**Aim of the exercise**
Looking at the listing, state how many of its lines contain the string "ChangeListVersions". Write only the number.

* * * *

//! Persisted preferences: the version ledger and user data.
//!
//! Both live in one JSON blob. Every write is a read-modify-write inside a
//! single transaction, and writers queue on one lock, so concurrent updates
//! never lose each other's changes.

use std::collections::BTreeSet;
use std::sync::Arc;

use sqlx::{Row, SqlitePool};
use tokio::sync::{watch, Mutex};

use crate::errors::AppError;
use crate::models::{
    ChangeListVersions, DarkThemeConfig, Preferences, SyncCollection, ThemeBrand,
    UpdatePreferencesRequest, UserData,
};

/// Preferences store shared by the sync pipeline and the user-facing API.
#[derive(Clone)]
pub struct PreferencesStore {
    pool: SqlitePool,
    write_lock: Arc<Mutex<()>>,
    user_data: Arc<watch::Sender<UserData>>,
}

impl PreferencesStore {
    /// Open the store and seed the user-data channel from disk.
    pub async fn open(pool: SqlitePool) -> Result<Self, AppError> {
        let current = read_preferences(&pool).await?;
        let (user_data, _) = watch::channel(current.user_data);
        Ok(Self {
            pool,
            write_lock: Arc::new(Mutex::new(())),
            user_data: Arc::new(user_data),
        })
    }

    pub async fn preferences(&self) -> Result<Preferences, AppError> {
        read_preferences(&self.pool).await
    }

    /// Apply `f` to the stored preferences in one serialized transaction.
    pub async fn update<F, R>(&self, f: F) -> Result<R, AppError>
    where
        F: FnOnce(&mut Preferences) -> R,
    {
        let _guard = self.write_lock.lock().await;
        let mut tx = self.pool.begin().await?;

        let row = sqlx::query("SELECT data FROM preferences WHERE id = 1")
            .fetch_one(&mut *tx)
            .await?;
        let mut prefs: Preferences = serde_json::from_str(row.get::<&str, _>("data"))?;
        let before = prefs.clone();

        let out = f(&mut prefs);

        if prefs != before {
            sqlx::query("UPDATE preferences SET data = ? WHERE id = 1")
                .bind(serde_json::to_string(&prefs)?)
                .execute(&mut *tx)
                .await?;
        }
        tx.commit().await?;

        if prefs.user_data != before.user_data {
            self.user_data.send_replace(prefs.user_data);
        }
        Ok(out)
    }

    // ==================== VERSION LEDGER ====================

    pub async fn change_list_versions(&self) -> Result<ChangeListVersions, AppError> {
        Ok(self.preferences().await?.change_list_versions)
    }

    /// Replace the ledger with `f(current)`. Per-collection values never move
    /// backwards; a lower value keeps the stored one.
    pub async fn update_change_list_versions<F>(&self, f: F) -> Result<ChangeListVersions, AppError>
    where
        F: FnOnce(ChangeListVersions) -> ChangeListVersions,
    {
        self.update(|prefs| {
            let current = prefs.change_list_versions;
            let proposed = f(current);
            let next = current
                .with(SyncCollection::Topics, proposed.topic_version)
                .with(SyncCollection::NewsResources, proposed.news_resource_version);
            prefs.change_list_versions = next;
            next
        })
        .await
    }

    pub async fn version(&self, collection: SyncCollection) -> Result<i64, AppError> {
        Ok(self.change_list_versions().await?.get(collection))
    }

    pub async fn set_version(&self, collection: SyncCollection, version: i64) -> Result<(), AppError> {
        self.update_change_list_versions(|versions| versions.with(collection, version))
            .await?;
        Ok(())
    }

    // ==================== USER DATA ====================

    pub async fn user_data(&self) -> Result<UserData, AppError> {
        Ok(self.preferences().await?.user_data)
    }

    /// Watch user data; the receiver sees every committed change.
    pub fn subscribe(&self) -> watch::Receiver<UserData> {
        self.user_data.subscribe()
    }

    pub async fn set_followed_topic_ids(&self, ids: BTreeSet<String>) -> Result<(), AppError> {
        self.update(|prefs| prefs.user_data.followed_topics = ids).await
    }

    pub async fn set_topic_id_followed(&self, id: &str, followed: bool) -> Result<(), AppError> {
        self.update(|prefs| toggle(&mut prefs.user_data.followed_topics, id, followed))
            .await
    }

    pub async fn set_news_resource_bookmarked(
        &self,
        id: &str,
        bookmarked: bool,
    ) -> Result<(), AppError> {
        self.update(|prefs| toggle(&mut prefs.user_data.bookmarked_news_resources, id, bookmarked))
            .await
    }

    pub async fn set_news_resources_viewed<'a, I>(&self, ids: I, viewed: bool) -> Result<(), AppError>
    where
        I: IntoIterator<Item = &'a String>,
    {
        let ids: Vec<&String> = ids.into_iter().collect();
        self.update(|prefs| {
            for id in ids {
                toggle(&mut prefs.user_data.viewed_news_resources, id, viewed);
            }
        })
        .await
    }

    pub async fn set_theme_brand(&self, theme_brand: ThemeBrand) -> Result<(), AppError> {
        self.update(|prefs| prefs.user_data.theme_brand = theme_brand)
            .await
    }

    pub async fn set_dark_theme_config(&self, config: DarkThemeConfig) -> Result<(), AppError> {
        self.update(|prefs| prefs.user_data.dark_theme_config = config)
            .await
    }

    pub async fn set_dynamic_color_preference(&self, enabled: bool) -> Result<(), AppError> {
        self.update(|prefs| prefs.user_data.use_dynamic_color = enabled)
            .await
    }

    pub async fn set_should_hide_onboarding(&self, hide: bool) -> Result<(), AppError> {
        self.update(|prefs| prefs.user_data.should_hide_onboarding = hide)
            .await
    }

    /// Apply several presentation settings in one write.
    pub async fn apply_preferences(
        &self,
        request: &UpdatePreferencesRequest,
    ) -> Result<UserData, AppError> {
        self.update(|prefs| {
            let data = &mut prefs.user_data;
            if let Some(brand) = request.theme_brand {
                data.theme_brand = brand;
            }
            if let Some(config) = request.dark_theme_config {
                data.dark_theme_config = config;
            }
            if let Some(enabled) = request.use_dynamic_color {
                data.use_dynamic_color = enabled;
            }
            if let Some(hide) = request.should_hide_onboarding {
                data.should_hide_onboarding = hide;
            }
            data.clone()
        })
        .await
    }
}

fn toggle(set: &mut BTreeSet<String>, id: &str, present: bool) {
    if present {
        set.insert(id.to_string());
    } else {
        set.remove(id);
    }
}

async fn read_preferences(pool: &SqlitePool) -> Result<Preferences, AppError> {
    let row = sqlx::query("SELECT data FROM preferences WHERE id = 1")
        .fetch_one(pool)
        .await?;
    Ok(serde_json::from_str(row.get::<&str, _>("data"))?)
}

* * * *

**Answer box**
4